Species of flowering plant

Eupatorium fortunei is a plant species in the family Asteraceae native from Asia where it is rare in the wild but commonly cultivated. The white to reddish colored flowers and herbage smell like lavender when crushed. In China the plants are used to make fragrant oils.

==Description==
Eupatorium fortunei is a herbaceous perennial that grows 40 to 100 centimeters tall, growing from procumbent rhizomes. Plants are upright growing with green stems that are often tinted with reddish or purple dots. The stems have few branches and the inflorescence is apically branched. Cauline foliage is large with short petioles, the 5 to 10 cm long and 1.5 to 2.5 cm wide leaves are 3-sected or 3-partite and the terminal lobe of the leaves is large and narrowly elliptic to elliptic-lanceolate or oblanceolate shaped.
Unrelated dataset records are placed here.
//! End-to-end flight scenarios through the public API.
//!
//! Each test drives the core with a scripted telemetry stream, the way a
//! data link would, and checks the externally visible navigation state.

use chrono::{DateTime, TimeZone, Utc};
use skyfms::fms::status;
use skyfms::plan::AirportInfo;
use skyfms::{FlightPhase, FlightPlan, Fms, Leg, LegConstraint, TelemetrySample};

fn t(secs: i64) -> DateTime<Utc> {
    Utc.with_ymd_and_hms(2026, 3, 14, 9, 0, 0).unwrap() + chrono::Duration::seconds(secs)
}

fn sample(lat: f64, alt_ft: f64, gs_kt: f64, ff_kg_hr: f64, secs: i64) -> TelemetrySample {
    TelemetrySample::at(lat, 10.0, alt_ft, gs_kt, 8000.0, ff_kg_hr, t(secs))
}

/// Four waypoints up the 10E meridian, 60 NM apart, 180 NM total.
fn meridian_plan() -> FlightPlan {
    let mut plan = FlightPlan::new(
        vec![
            Leg::new("ALPHA", 50.0, 10.0),
            Leg::new("BRAVO", 51.0, 10.0),
            Leg::new("CHARL", 52.0, 10.0),
            Leg::new("DELTA", 53.0, 10.0),
        ],
        AirportInfo::new("EDDH", 0.0),
        AirportInfo::new("EDDM", 0.0),
        34_000.0,
    );
    plan.origin.transition_alt_ft = 18_000.0;
    plan.destination.transition_level_ft = 7_000.0;
    plan
}

#[test]
fn full_flight_sequences_waypoints_and_phases() {
    let fms = Fms::default();
    fms.install_plan(meridian_plan());
    assert_eq!(fms.status(), status::LOADED);

    // On the ramp just short of ALPHA
    fms.update(&sample(49.95, 0.0, 5.0, 0.0, 0));
    assert_eq!(fms.snapshot().phase, FlightPhase::Ground);
    assert_eq!(fms.active_index(), 0);

    // Initial climb, capturing ALPHA
    fms.update(&sample(50.02, 1_200.0, 160.0, 3000.0, 60));
    assert_eq!(fms.snapshot().phase, FlightPhase::TakeoffClimb);
    assert_eq!(fms.active_index(), 1);

    // En-route climb toward BRAVO
    fms.update(&sample(50.5, 20_000.0, 420.0, 2800.0, 600));
    assert_eq!(fms.snapshot().phase, FlightPhase::Climb);

    // Level at cruise, still before the top of descent
    fms.update(&sample(50.9, 34_000.0, 450.0, 2400.0, 900));
    let cruise = fms.snapshot();
    assert_eq!(cruise.phase, FlightPhase::Cruise);
    assert_eq!(cruise.cruise_check, None);
    assert!(cruise.dist_to_td_nm > 0.0);

    // Capture BRAVO
    fms.update(&sample(50.99, 34_000.0, 450.0, 2400.0, 960));
    assert_eq!(fms.active_index(), 2);

    // Past the top of descent
    fms.update(&sample(51.5, 34_000.0, 450.0, 2400.0, 1500));
    let descent = fms.snapshot();
    assert_eq!(descent.phase, FlightPhase::Descent);
    assert!(descent.dist_to_td_nm < 0.0);

    // Descending through CHARL toward the final waypoint
    fms.update(&sample(51.99, 20_000.0, 380.0, 1800.0, 2000));
    assert_eq!(fms.active_index(), 3);

    // Short final: the last leg never sequences away
    fms.update(&sample(52.99, 2_000.0, 160.0, 900.0, 3000));
    assert_eq!(fms.active_index(), 3);
    assert_eq!(fms.snapshot().phase, FlightPhase::Descent);
}

#[test]
fn progress_and_active_index_never_regress() {
    let fms = Fms::default();
    fms.install_plan(meridian_plan());

    let mut last_progress = -1.0;
    let mut last_index = 0;
    for step in 0..60 {
        let lat = 49.95 + step as f64 * 0.05;
        fms.update(&sample(lat, 30_000.0, 430.0, 2400.0, step * 30));

        let snapshot = fms.snapshot();
        assert!(
            snapshot.progress_pct + 1e-9 >= last_progress,
            "progress regressed at step {step}: {} -> {}",
            last_progress,
            snapshot.progress_pct
        );
        assert!(
            snapshot.active_index >= last_index,
            "active index regressed at step {step}"
        );
        last_progress = snapshot.progress_pct;
        last_index = snapshot.active_index;
    }
    assert_eq!(last_index, 3);
    assert!(last_progress > 90.0);
}

#[test]
fn baro_alert_raised_on_crossing_and_cleared_after_delay() {
    let fms = Fms::default();
    fms.install_plan(meridian_plan());

    // Climbing below the transition altitude
    fms.update(&sample(50.3, 17_900.0, 400.0, 2800.0, 0));
    assert_eq!(fms.snapshot().baro_alert_text(), "");

    // Crossing 18 000 ft upward raises SET STD
    fms.update(&sample(50.31, 18_100.0, 400.0, 2800.0, 5));
    assert_eq!(fms.snapshot().baro_alert_text(), "SET STD");

    // Still raised inside the clear delay
    fms.update(&sample(50.35, 19_500.0, 410.0, 2800.0, 40));
    assert_eq!(fms.snapshot().baro_alert_text(), "SET STD");

    // Self-clears once the delay has elapsed
    fms.update(&sample(50.4, 21_000.0, 420.0, 2800.0, 70));
    assert_eq!(fms.snapshot().baro_alert_text(), "");
}

#[test]
fn fuel_prediction_gated_when_engines_idle() {
    let fms = Fms::default();
    fms.install_plan(meridian_plan());

    // Engines clearly burning: prediction subtracts the en-route burn
    fms.update(&sample(50.5, 30_000.0, 400.0, 2400.0, 0));
    assert!(fms.snapshot().fuel_pred_dest_kg < 8000.0);

    // Flow at zero: the current quantity is carried through unchanged
    fms.update(&sample(50.55, 30_000.0, 400.0, 0.0, 30));
    assert_eq!(fms.snapshot().fuel_pred_dest_kg, 8000.0);
}

#[test]
fn airborne_restart_resumes_mid_route() {
    let fms = Fms::default();
    fms.install_plan(meridian_plan());

    // First fix arrives at cruise, past BRAVO: guidance must not restart
    // from the first waypoint
    fms.update(&sample(51.2, 34_000.0, 450.0, 2400.0, 0));
    assert_eq!(fms.active_index(), 2);
    // And the altitude jump from the fresh state must not look like a
    // transition crossing
    assert_eq!(fms.snapshot().baro_alert_text(), "");
}

#[test]
fn out_of_range_commands_leave_route_untouched() {
    let fms = Fms::default();
    fms.install_plan(meridian_plan());
    fms.update(&sample(50.5, 30_000.0, 400.0, 2400.0, 0));

    let before = fms.plan();
    let before_index = fms.active_index();

    fms.set_direct_to(17);
    fms.modify_leg_constraint(17, &LegConstraint::altitude(10_000.0, false));

    assert_eq!(fms.plan(), before);
    assert_eq!(fms.active_index(), before_index);
}

#[test]
fn direct_to_redirects_guidance() {
    let fms = Fms::default();
    fms.install_plan(meridian_plan());
    fms.update(&sample(50.1, 10_000.0, 350.0, 2600.0, 0));

    fms.set_direct_to(3);
    fms.update(&sample(50.15, 10_200.0, 350.0, 2600.0, 10));

    let snapshot = fms.snapshot();
    assert_eq!(snapshot.active_index, 3);
    // Remaining distance is now the direct distance to DELTA
    assert!((snapshot.dist_to_dest_nm - 171.0).abs() < 2.0);
}

#[test]
fn dropped_fix_keeps_last_known_good_state() {
    let fms = Fms::default();
    fms.install_plan(meridian_plan());
    fms.update(&sample(50.5, 30_000.0, 400.0, 2400.0, 0));
    let before = fms.snapshot();

    // Data link loses the fix but keeps reporting speeds
    fms.update(&TelemetrySample::at(0.0, 0.0, 0.0, 398.0, 7990.0, 2400.0, t(30)));

    let after = fms.snapshot();
    assert_eq!(after.dist_to_dest_nm, before.dist_to_dest_nm);
    assert_eq!(after.progress_pct, before.progress_pct);
    assert_eq!(after.active_index, before.active_index);
}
The margins of the leaves are toothed, the largest leaves are produced mid stem and the leaves become smaller as they descend down the stems, the bottom leaves wither away by the time flowering begins. The flowers are in capitula, which are numerous and arranged in apical compound corymbs; inflorescence 3 to 10 cm across. The phyllaries are purple-red, they also lack hairs and glands. The florets are white to reddish in color, have 5 cm wide corolla that also lack glands. The elliptically shaped fruits are 5 angled achenes which are black-brown in color and 3–4 mm long. Pappus is white and about 5 mm long. This species flowers and fruits in July through November in China.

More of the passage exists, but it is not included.